* **THE TASK**
Find the lines below in which the string "Some" occurs. Copy each one.

DATA PROVIDED START

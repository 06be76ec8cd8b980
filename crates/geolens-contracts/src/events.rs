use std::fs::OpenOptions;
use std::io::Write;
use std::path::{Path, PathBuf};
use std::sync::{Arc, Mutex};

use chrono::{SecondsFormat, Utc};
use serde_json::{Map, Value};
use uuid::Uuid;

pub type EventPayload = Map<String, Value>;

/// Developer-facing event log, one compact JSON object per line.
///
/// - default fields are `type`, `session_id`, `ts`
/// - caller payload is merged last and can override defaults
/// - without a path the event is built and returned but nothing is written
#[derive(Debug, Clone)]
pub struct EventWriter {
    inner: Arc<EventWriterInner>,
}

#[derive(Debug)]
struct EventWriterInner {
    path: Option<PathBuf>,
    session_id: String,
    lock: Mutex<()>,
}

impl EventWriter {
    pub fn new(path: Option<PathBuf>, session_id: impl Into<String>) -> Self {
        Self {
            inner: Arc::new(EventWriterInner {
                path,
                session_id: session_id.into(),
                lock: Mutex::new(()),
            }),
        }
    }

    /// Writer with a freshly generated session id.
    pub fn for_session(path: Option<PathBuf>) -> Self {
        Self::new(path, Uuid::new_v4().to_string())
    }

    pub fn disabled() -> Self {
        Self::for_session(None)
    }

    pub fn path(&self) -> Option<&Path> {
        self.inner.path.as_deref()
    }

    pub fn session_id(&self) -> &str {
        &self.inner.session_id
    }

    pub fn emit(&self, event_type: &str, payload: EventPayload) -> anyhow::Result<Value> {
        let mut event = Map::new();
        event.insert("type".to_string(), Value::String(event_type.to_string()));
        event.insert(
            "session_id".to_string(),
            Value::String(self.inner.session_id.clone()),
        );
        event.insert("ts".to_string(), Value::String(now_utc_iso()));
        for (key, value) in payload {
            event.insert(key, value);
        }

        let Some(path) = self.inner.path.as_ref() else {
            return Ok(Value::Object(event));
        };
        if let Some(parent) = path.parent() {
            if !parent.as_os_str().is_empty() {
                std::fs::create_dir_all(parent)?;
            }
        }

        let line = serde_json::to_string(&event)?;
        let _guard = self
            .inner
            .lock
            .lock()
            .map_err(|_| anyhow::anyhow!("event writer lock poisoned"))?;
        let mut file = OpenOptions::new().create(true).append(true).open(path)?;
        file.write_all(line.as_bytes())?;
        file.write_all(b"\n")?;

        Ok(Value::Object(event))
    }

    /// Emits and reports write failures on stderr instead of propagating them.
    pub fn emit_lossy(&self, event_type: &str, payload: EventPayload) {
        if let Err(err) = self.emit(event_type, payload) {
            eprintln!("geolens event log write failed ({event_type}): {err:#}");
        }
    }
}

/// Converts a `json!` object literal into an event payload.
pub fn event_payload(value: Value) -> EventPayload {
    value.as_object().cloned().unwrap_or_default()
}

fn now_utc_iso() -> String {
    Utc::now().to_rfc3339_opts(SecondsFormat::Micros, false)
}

DATA PROVIDED END

* **WORKED SOLUTION**
        let Some(path) = self.inner.path.as_ref() else {
        if let Some(parent) = path.parent() {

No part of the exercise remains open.